So I suspect you need two lifetimes, which I will call 'm and 'b:
'b: the lifetime of the bytecode string, everything that references it will use &'b str.
'm: the lifetime of the Module object. Everything that references it or its contained StructType will use this lifetime.
If split into two lifetimes and adjusted correctly, it simply works:
#![allow(dead_code)]
mod bytecode {
use std::{collections::BTreeMap, iter::FromIterator};
#[derive(Debug, Clone, PartialEq, Eq)]
pub enum StructType<'b> {
/// unit struct type; doesn't have fields
Empty,
/// tuple struct type; fields are positional
Positional(usize),
/// "normal" struct type; fields are named
Named(Vec<&'b str>),
}
impl<'b> StructType<'b> {
pub fn field_count(&self) -> usize {
match self {
Self::Empty => 0,
Self::Positional(field_count) => *field_count,
Self::Named(fields) => fields.len(),
}
}
}
#[derive(Debug, Clone)]
pub struct Module<'b> {
struct_types: BTreeMap<&'b str, StructType<'b>>,
}
impl<'b> Module<'b> {
// here is the problem: I would like to return a reference with lifetime 'b.

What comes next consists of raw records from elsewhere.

//! Job Store over the `videos` table
//!
//! All reads and writes of job rows go through [`JobStore`]. The Postgres
//! implementation, [`PgJobStore`], enforces the lifecycle graph in SQL: every
//! status update is guarded by `WHERE status = <predecessor>`, so an illegal
//! transition never reaches the row even when two processes disagree about it.

use async_trait::async_trait;
use chrono::{DateTime, Utc};
use harvest_common::{Job, JobStatus, NewJob, StatusCounts};
use sqlx::{PgConnection, PgPool, Postgres, QueryBuilder, Row};
use std::collections::HashSet;

use super::{claim, StoreError, StoreResult};

/// Column list shared by every query that returns a full job row
pub(crate) const JOB_COLUMNS: &str = "id, title, url, duration_secs, prefix, version, status, \
     start_at, end_at, last_error, created_at";

/// Rows per multi-row INSERT / IN list
const CHUNK_SIZE: usize = 500;

#[async_trait]
pub trait JobStore: Send + Sync {
    /// Insert every job whose id is not already stored, in one transaction.
    ///
    /// Ids repeated inside `jobs` are inserted once. Returns the number of
    /// rows written. On error nothing from the batch is committed.
    async fn insert_new(&self, jobs: &[NewJob]) -> StoreResult<u64>;

    /// Atomically take the oldest pending job and mark it cooking.
    ///
    /// `Ok(None)` means the queue is empty (or every pending row is locked by
    /// another claimer).
    async fn claim_next_pending(&self) -> StoreResult<Option<Job>>;

    /// Move a job to `status`, stamping `start_at` or `end_at`.
    ///
    /// `error` is stored in `last_error` when entering a terminal state.
    async fn update_status(
        &self,
        id: &str,
        status: JobStatus,
        error: Option<&str>,
    ) -> StoreResult<Job>;

    async fn get(&self, id: &str) -> StoreResult<Option<Job>>;

    async fn status_counts(&self) -> StoreResult<StatusCounts>;

    /// Subset of `ids` already present in the table
    async fn existing_ids(&self, ids: &[String]) -> StoreResult<HashSet<String>>;
}

#[derive(Debug, sqlx::FromRow)]
pub(crate) struct JobRow {
    id: String,
    title: String,
    url: String,
    duration_secs: Option<i64>,
    prefix: String,
    version: Option<String>,
    status: String,
    start_at: Option<DateTime<Utc>>,
    end_at: Option<DateTime<Utc>>,
    last_error: Option<String>,
    created_at: DateTime<Utc>,
}

impl JobRow {
    pub(crate) fn id(&self) -> &str {
        &self.id
    }
}

impl TryFrom<JobRow> for Job {
    type Error = StoreError;

    fn try_from(row: JobRow) -> Result<Self, Self::Error> {
        let status = row.status.parse().map_err(|e| StoreError::CorruptRow {
            id: row.id.clone(),
            reason: format!("{e}"),
        })?;

        Ok(Job {
            id: row.id,
            title: row.title,
            url: row.url,
            duration_secs: row.duration_secs,
            prefix: row.prefix,
            version: row.version,
            status,
            start_at: row.start_at,
            end_at: row.end_at,
            last_error: row.last_error,
            created_at: row.created_at,
        })
    }
}

/// PostgreSQL-backed job store
#[derive(Clone)]
pub struct PgJobStore {
    pool: PgPool,
}

impl PgJobStore {
    pub fn new(pool: PgPool) -> Self {
        Self { pool }
    }

    pub fn pool(&self) -> &PgPool {
        &self.pool
    }

    async fn current_status(&self, id: &str) -> StoreResult<Option<JobStatus>> {
        let status: Option<String> = sqlx::query_scalar("SELECT status FROM videos WHERE id = $1")
            .bind(id)
            .fetch_optional(&self.pool)
            .await?;

        status
            .map(|s| {
                s.parse().map_err(|e| StoreError::CorruptRow {
                    id: id.to_string(),
                    reason: format!("{e}"),
                })
            })
            .transpose()
    }

    /// Explain why a guarded update matched no row
    async fn rejection(&self, id: &str, to: JobStatus) -> StoreError {
        match self.current_status(id).await {
            Ok(Some(from)) => StoreError::InvalidTransition {
                id: id.to_string(),
                from,
                to,
            },
            Ok(None) => StoreError::not_found(id),
            Err(e) => e,
        }
    }
}

#[async_trait]
impl JobStore for PgJobStore {
    async fn insert_new(&self, jobs: &[NewJob]) -> StoreResult<u64> {
        let mut seen = HashSet::with_capacity(jobs.len());
        let unique: Vec<&NewJob> = jobs.iter().filter(|j| seen.insert(j.id.as_str())).collect();
        if unique.is_empty() {
            return Ok(0);
        }

        let mut tx = self.pool.begin().await?;

        let ids: Vec<String> = unique.iter().map(|j| j.id.clone()).collect();
        let existing = fetch_existing_ids(&mut *tx, &ids).await?;
        let fresh: Vec<&NewJob> = unique
            .into_iter()
            .filter(|j| !existing.contains(&j.id))
            .collect();

        let mut inserted = 0;
        for chunk in fresh.chunks(CHUNK_SIZE) {
            let mut query_builder: QueryBuilder<Postgres> = QueryBuilder::new(
                "INSERT INTO videos (id, title, url, duration_secs, prefix, version, status) ",
            );

            query_builder.push_values(chunk, |mut b, job| {
                b.push_bind(&job.id)
                    .push_bind(&job.title)
                    .push_bind(&job.url)
                    .push_bind(job.duration_secs)
                    .push_bind(&job.prefix)
                    .push_bind(&job.version)
                    .push_bind(JobStatus::Pending.as_str());
            });

            // Another producer may have inserted the same id since the read.
            query_builder.push(" ON CONFLICT (id) DO NOTHING");

            let result = query_builder.build().execute(&mut *tx).await?;
            inserted += result.rows_affected();
        }

        tx.commit().await?;

        tracing::debug!(
            batch = jobs.len(),
            skipped_existing = existing.len(),
            inserted,
            "Inserted new jobs"
        );

        Ok(inserted)
    }

    async fn claim_next_pending(&self) -> StoreResult<Option<Job>> {
        claim::claim_next_pending(&self.pool).await
    }

    async fn update_status(
        &self,
        id: &str,
        status: JobStatus,
        error: Option<&str>,
    ) -> StoreResult<Job> {
        let Some(from) = status.predecessor() else {
            // Nothing moves back into pending.
            return Err(self.rejection(id, status).await);
        };

        let row: Option<JobRow> = if status.is_terminal() {
            let sql = format!(
                "UPDATE videos SET status = $2, end_at = NOW(), last_error = $3 \
                 WHERE id = $1 AND status = $4 RETURNING {JOB_COLUMNS}"
            );
            sqlx::query_as(&sql)
                .bind(id)
                .bind(status.as_str())
                .bind(error)
                .bind(from.as_str())
                .fetch_optional(&self.pool)
                .await?
        } else {
            let sql = format!(
                "UPDATE videos SET status = $2, start_at = NOW() \
                 WHERE id = $1 AND status = $3 RETURNING {JOB_COLUMNS}"
            );
            sqlx::query_as(&sql)
                .bind(id)
                .bind(status.as_str())
                .bind(from.as_str())
                .fetch_optional(&self.pool)
                .await?
        };

        match row {
            Some(row) => Job::try_from(row),
            None => Err(self.rejection(id, status).await),
        }
    }

    async fn get(&self, id: &str) -> StoreResult<Option<Job>> {
        let sql = format!("SELECT {JOB_COLUMNS} FROM videos WHERE id = $1");
        let row: Option<JobRow> = sqlx::query_as(&sql)
            .bind(id)
            .fetch_optional(&self.pool)
            .await?;

        row.map(Job::try_from).transpose()
    }

    async fn status_counts(&self) -> StoreResult<StatusCounts> {
        let rows: Vec<(String, i64)> =
            sqlx::query_as("SELECT status, COUNT(*) FROM videos GROUP BY status")
                .fetch_all(&self.pool)
                .await?;

        let mut counts = StatusCounts::default();
        for (status, count) in rows {
            let status: JobStatus = status.parse().map_err(|e| StoreError::CorruptRow {
                id: String::from("<aggregate>"),
                reason: format!("{e}"),
            })?;
            counts.set(status, count);
        }
        Ok(counts)
    }

    async fn existing_ids(&self, ids: &[String]) -> StoreResult<HashSet<String>> {
        if ids.is_empty() {
            return Ok(HashSet::new());
        }
        let mut conn = self.pool.acquire().await?;
        fetch_existing_ids(&mut *conn, ids).await
    }
}

async fn fetch_existing_ids(
    conn: &mut PgConnection,
    ids: &[String],
) -> StoreResult<HashSet<String>> {
    let mut existing = HashSet::new();

    for chunk in ids.chunks(CHUNK_SIZE) {
        let mut query_builder: QueryBuilder<Postgres> =
            QueryBuilder::new("SELECT id FROM videos WHERE id IN (");

        let mut separated = query_builder.separated(", ");
        for id in chunk {
            separated.push_bind(id);
        }
        separated.push_unseparated(")");

        let rows = query_builder.build().fetch_all(&mut *conn).await?;
        for row in rows {
            existing.insert(row.try_get::<String, _>("id")?);
        }
    }

    Ok(existing)
}
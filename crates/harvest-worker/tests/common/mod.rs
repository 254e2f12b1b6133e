//! Shared test utilities for harvest-worker integration tests
//!
//! - [`TestPostgres`]: PostgreSQL container with migrations applied
//! - [`MemoryJobStore`]: in-process [`JobStore`] with failure injection
//! - [`FakeDownloader`] / [`FakeUploader`]: scripted collaborators

#![allow(dead_code)]

use anyhow::{Context, Result};
use async_trait::async_trait;
use chrono::Utc;
use harvest_common::{Job, JobStatus, NewJob, StatusCounts};
use harvest_worker::config::WorkerConfig;
use harvest_worker::db::{JobStore, StoreError};
use harvest_worker::downloader::{Artifact, DownloadError, DownloadRequest, Downloader};
use harvest_worker::storage::{UploadError, Uploader};
use sqlx::postgres::PgPoolOptions;
use sqlx::PgPool;
use std::collections::HashSet;
use std::path::{Path, PathBuf};
use std::sync::atomic::{AtomicU32, Ordering};
use std::sync::Mutex;
use std::time::Duration;
use testcontainers::{core::IntoContainerPort, runners::AsyncRunner, ContainerAsync, ImageExt};
use testcontainers_modules::postgres::Postgres;
use tracing::{debug, info};

pub fn init_test_tracing() {
    use tracing_subscriber::EnvFilter;

    let _ = tracing_subscriber::fmt()
        .with_env_filter(
            EnvFilter::try_from_default_env()
                .unwrap_or_else(|_| EnvFilter::new("info,harvest_worker=debug,sqlx=warn")),
        )
        .with_test_writer()
        .try_init();
}

/// Millisecond-scale delays so loop tests finish quickly
pub fn fast_config() -> WorkerConfig {
    WorkerConfig {
        empty_backoff: Duration::from_millis(10),
        claim_retry_delay: Duration::from_millis(5),
        between_jobs_delay: Duration::from_millis(5),
        max_store_failures: 3,
        download_timeout: Duration::from_secs(10),
        upload_timeout: Duration::from_secs(10),
        run_migrations: false,
    }
}

pub fn new_job(id: &str) -> NewJob {
    NewJob::new(id, format!("https://www.youtube.com/watch?v={id}"), "31638062/Nature")
        .with_title(format!("Video {id}"))
        .with_duration(300)
}

fn unavailable() -> StoreError {
    StoreError::Sqlx(sqlx::Error::PoolTimedOut)
}

// ============================================================================
// PostgreSQL Test Container
// ============================================================================

pub struct TestPostgres {
    _container: ContainerAsync<Postgres>,
    pool: PgPool,
}

impl TestPostgres {
    pub async fn start() -> Result<Self> {
        Self::start_with_max_connections(5).await
    }

    pub async fn start_with_max_connections(max_connections: u32) -> Result<Self> {
        info!("Starting PostgreSQL test container...");

        let container = Postgres::default()
            .with_tag("16-alpine")
            .start()
            .await
            .context("Failed to start PostgreSQL container")?;

        let host = container
            .get_host()
            .await
            .context("Failed to get container host")?;
        let port = container
            .get_host_port_ipv4(5432.tcp())
            .await
            .context("Failed to get container port")?;

        let connection_string =
            format!("postgresql://postgres:postgres@{}:{}/postgres", host, port);
        debug!("PostgreSQL connection: {}", connection_string);

        let pool = PgPoolOptions::new()
            .max_connections(max_connections)
            .acquire_timeout(Duration::from_secs(30))
            .connect(&connection_string)
            .await
            .context("Failed to connect to PostgreSQL")?;

        harvest_worker::db::run_migrations(&pool)
            .await
            .context("Failed to run migrations")?;

        Ok(Self {
            _container: container,
            pool,
        })
    }

    pub fn pool(&self) -> &PgPool {
        &self.pool
    }

    pub fn pool_clone(&self) -> PgPool {
        self.pool.clone()
    }
}

// ============================================================================
// In-memory Job Store
// ============================================================================

/// Keeps jobs in insertion order, which doubles as claim order.
#[derive(Default)]
pub struct MemoryJobStore {
    jobs: Mutex<Vec<Job>>,
    failing_claims: AtomicU32,
    failing_updates: AtomicU32,
}

impl MemoryJobStore {
    pub fn with_jobs(ids: &[&str]) -> Self {
        let store = Self::default();
        {
            let mut jobs = store.jobs.lock().unwrap();
            for id in ids {
                let new = new_job(id);
                jobs.push(Job {
                    id: new.id,
                    title: new.title,
                    url: new.url,
                    duration_secs: new.duration_secs,
                    prefix: new.prefix,
                    version: new.version,
                    status: JobStatus::Pending,
                    start_at: None,
                    end_at: None,
                    last_error: None,
                    created_at: Utc::now(),
                });
            }
        }
        store
    }

    /// The next `n` claims fail with a connectivity error
    pub fn fail_next_claims(&self, n: u32) {
        self.failing_claims.store(n, Ordering::SeqCst);
    }

    /// The next `n` status updates fail with a connectivity error
    pub fn fail_next_updates(&self, n: u32) {
        self.failing_updates.store(n, Ordering::SeqCst);
    }

    pub fn job(&self, id: &str) -> Job {
        self.jobs
            .lock()
            .unwrap()
            .iter()
            .find(|j| j.id == id)
            .cloned()
            .unwrap_or_else(|| panic!("job {id} not in store"))
    }

    fn take_failure(counter: &AtomicU32) -> bool {
        counter
            .fetch_update(Ordering::SeqCst, Ordering::SeqCst, |n| n.checked_sub(1))
            .is_ok()
    }
}

#[async_trait]
impl JobStore for MemoryJobStore {
    async fn insert_new(&self, new_jobs: &[NewJob]) -> Result<u64, StoreError> {
        let mut jobs = self.jobs.lock().unwrap();
        let mut inserted = 0;
        for new in new_jobs {
            if jobs.iter().any(|j| j.id == new.id) {
                continue;
            }
            jobs.push(Job {
                id: new.id.clone(),
                title: new.title.clone(),
                url: new.url.clone(),
                duration_secs: new.duration_secs,
                prefix: new.prefix.clone(),
                version: new.version.clone(),
                status: JobStatus::Pending,
                start_at: None,
                end_at: None,
                last_error: None,
                created_at: Utc::now(),
            });
            inserted += 1;
        }
        Ok(inserted)
    }

    async fn claim_next_pending(&self) -> Result<Option<Job>, StoreError> {
        if Self::take_failure(&self.failing_claims) {
            return Err(unavailable());
        }

        let mut jobs = self.jobs.lock().unwrap();
        Ok(jobs
            .iter_mut()
            .find(|j| j.status == JobStatus::Pending)
            .map(|job| {
                job.status = JobStatus::Cooking;
                job.start_at = Some(Utc::now());
                job.clone()
            }))
    }

    async fn update_status(
        &self,
        id: &str,
        status: JobStatus,
        error: Option<&str>,
    ) -> Result<Job, StoreError> {
        if Self::take_failure(&self.failing_updates) {
            return Err(unavailable());
        }

        let mut jobs = self.jobs.lock().unwrap();
        let job = jobs
            .iter_mut()
            .find(|j| j.id == id)
            .ok_or_else(|| StoreError::not_found(id))?;

        if !job.status.can_transition_to(status) {
            return Err(StoreError::InvalidTransition {
                id: id.to_string(),
                from: job.status,
                to: status,
            });
        }

        job.status = status;
        if status.is_terminal() {
            job.end_at = Some(Utc::now());
            job.last_error = error.map(str::to_string);
        } else {
            job.start_at = Some(Utc::now());
        }
        Ok(job.clone())
    }

    async fn get(&self, id: &str) -> Result<Option<Job>, StoreError> {
        Ok(self.jobs.lock().unwrap().iter().find(|j| j.id == id).cloned())
    }

    async fn status_counts(&self) -> Result<StatusCounts, StoreError> {
        let mut counts = StatusCounts::default();
        for job in self.jobs.lock().unwrap().iter() {
            counts.set(job.status, counts.get(job.status) + 1);
        }
        Ok(counts)
    }

    async fn existing_ids(&self, ids: &[String]) -> Result<HashSet<String>, StoreError> {
        let jobs = self.jobs.lock().unwrap();
        Ok(ids
            .iter()
            .filter(|id| jobs.iter().any(|j| &j.id == *id))
            .cloned()
            .collect())
    }
}

// ============================================================================
// Collaborators
// ============================================================================

pub enum DownloadBehavior {
    /// Write `<hint>.mp4` and `<hint>.info.json` into the directory
    WriteFiles(PathBuf),
    Fail,
    /// Never return
    Hang,
}

pub struct FakeDownloader {
    behavior: DownloadBehavior,
    requests: Mutex<Vec<DownloadRequest>>,
}

impl FakeDownloader {
    pub fn new(behavior: DownloadBehavior) -> Self {
        Self {
            behavior,
            requests: Mutex::new(Vec::new()),
        }
    }

    pub fn requests(&self) -> Vec<DownloadRequest> {
        self.requests.lock().unwrap().clone()
    }
}

#[async_trait]
impl Downloader for FakeDownloader {
    async fn download(&self, request: &DownloadRequest) -> Result<Vec<Artifact>, DownloadError> {
        self.requests.lock().unwrap().push(request.clone());

        match &self.behavior {
            DownloadBehavior::WriteFiles(dir) => {
                let stem = format!("{}{}", request.naming_hint, request.suffix());
                let media = dir.join(format!("{stem}.mp4"));
                let sidecar = dir.join(format!("{stem}.info.json"));
                std::fs::write(&media, b"video")?;
                std::fs::write(&sidecar, b"{}")?;
                Ok(vec![Artifact {
                    media,
                    sidecar: Some(sidecar),
                }])
            }
            DownloadBehavior::Fail => Err(DownloadError::ExitStatus {
                code: Some(1),
                stderr: "ERROR: Video unavailable".to_string(),
            }),
            DownloadBehavior::Hang => {
                std::future::pending::<()>().await;
                unreachable!()
            }
        }
    }
}

#[derive(Default)]
pub struct FakeUploader {
    /// Fail any file whose name ends with this suffix
    fail_suffix: Option<String>,
    hang: bool,
    uploads: Mutex<Vec<(PathBuf, String)>>,
}

impl FakeUploader {
    pub fn failing_on(suffix: &str) -> Self {
        Self {
            fail_suffix: Some(suffix.to_string()),
            ..Self::default()
        }
    }

    pub fn hanging() -> Self {
        Self {
            hang: true,
            ..Self::default()
        }
    }

    pub fn uploads(&self) -> Vec<(PathBuf, String)> {
        self.uploads.lock().unwrap().clone()
    }
}

#[async_trait]
impl Uploader for FakeUploader {
    async fn upload(&self, local: &Path, prefix: &str) -> Result<String, UploadError> {
        if self.hang {
            std::future::pending::<()>().await;
        }

        let name = local
            .file_name()
            .and_then(|n| n.to_str())
            .unwrap_or_default()
            .to_string();

        if let Some(suffix) = &self.fail_suffix {
            if name.ends_with(suffix.as_str()) {
                return Err(UploadError::Storage {
                    key: format!("{prefix}/{name}"),
                    message: "AccessDenied".to_string(),
                });
            }
        }

        // The worker must still own the file while uploading.
        assert!(local.exists(), "{} uploaded after removal", local.display());
        self.uploads
            .lock()
            .unwrap()
            .push((local.to_path_buf(), prefix.to_string()));
        Ok(format!("https://harvest-test.s3.amazonaws.com/{prefix}/{name}"))
    }
}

// from the point I start executing instructions, I know that I won't modify
// the module (particularly, I won't add entries to the map), so I think that
// lifetime should be possible - pinning? `&'b self` everywhere? idk
pub fn struct_type(&self, name: &str) -> Option<&StructType<'b>> {
self.struct_types.get(name)
}
}
pub fn parse<'b>(bytecode: &'b str) -> Module<'b> {
// this would use nom to parse actual bytecode
assert_eq!(bytecode, "struct Bar { a, b }");
let bar = &bytecode[7..10];
let a = &bytecode[13..14];
let b = &bytecode[16..17];
let fields = vec![a, b];
let bar_struct = StructType::Named(fields);
let struct_types = BTreeMap::from_iter([(bar, bar_struct)]);
Module { struct_types }
}
}
mod vm {
use crate::bytecode::{self, StructType};
#[derive(Debug, Clone)]
pub enum Value<'b, 'm> {
Unit,
Struct(Struct<'b, 'm>),
}
#[derive(Debug, Clone)]
pub struct Struct<'b, 'm> {
struct_type: &'m bytecode::StructType<'b>,
fields: Vec<Value<'b, 'm>>,
}
impl<'b, 'm> Struct<'b, 'm> {
pub fn new(struct_type: &'m bytecode::StructType<'b>, fields: Vec<Value<'b, 'm>>) -> Self {
Struct {
struct_type,
fields,
}
}
}
#[derive(Debug, Clone)]
pub struct Vm<'b> {
module: bytecode::Module<'b>,
}
impl<'b> Vm<'b> {
pub fn new(module: bytecode::Module<'b>) -> Self {
Self { module }
}
pub fn create_struct(&mut self, type_name: &str) -> Value<'b, '_> {
let struct_type: &StructType<'b> = self.module.struct_type(type_name).unwrap();
// just initialize the fields to something, we don't care
let fields = vec![Value::Unit; struct_type.field_count()];
let value = Value::Struct(Struct::new(struct_type, fields));
value
}
}
}
pub fn main() {
// the bytecode contains all constants needed at runtime;
// we're just interested in how struct types are handled
// obviously the real bytecode is not as human-readable
let bytecode = "struct Bar { a, b }";
// we parse that into a module that, among other things,
// has a map of all struct types
let module = bytecode::parse(bytecode);
println!("{:?}", module);
// we create a Vm that is capable of running commands
// that are stored in the module
let mut vm = vm::Vm::new(module);
// now we try to execute an instruction to create a struct value
// the instruction for this contains a reference to the type name
// stored in the bytecode.
// the struct value contains a reference to its type and holds its field values.
let value = {
let bar = &bytecode[7..10];
vm.create_struct(bar)
};
println!("{:?}", value);
}
Module { struct_types: {"Bar": Named(["a", "b"])} }
Struct(Struct { struct_type: Named(["a", "b"]), fields: [Unit, Unit] })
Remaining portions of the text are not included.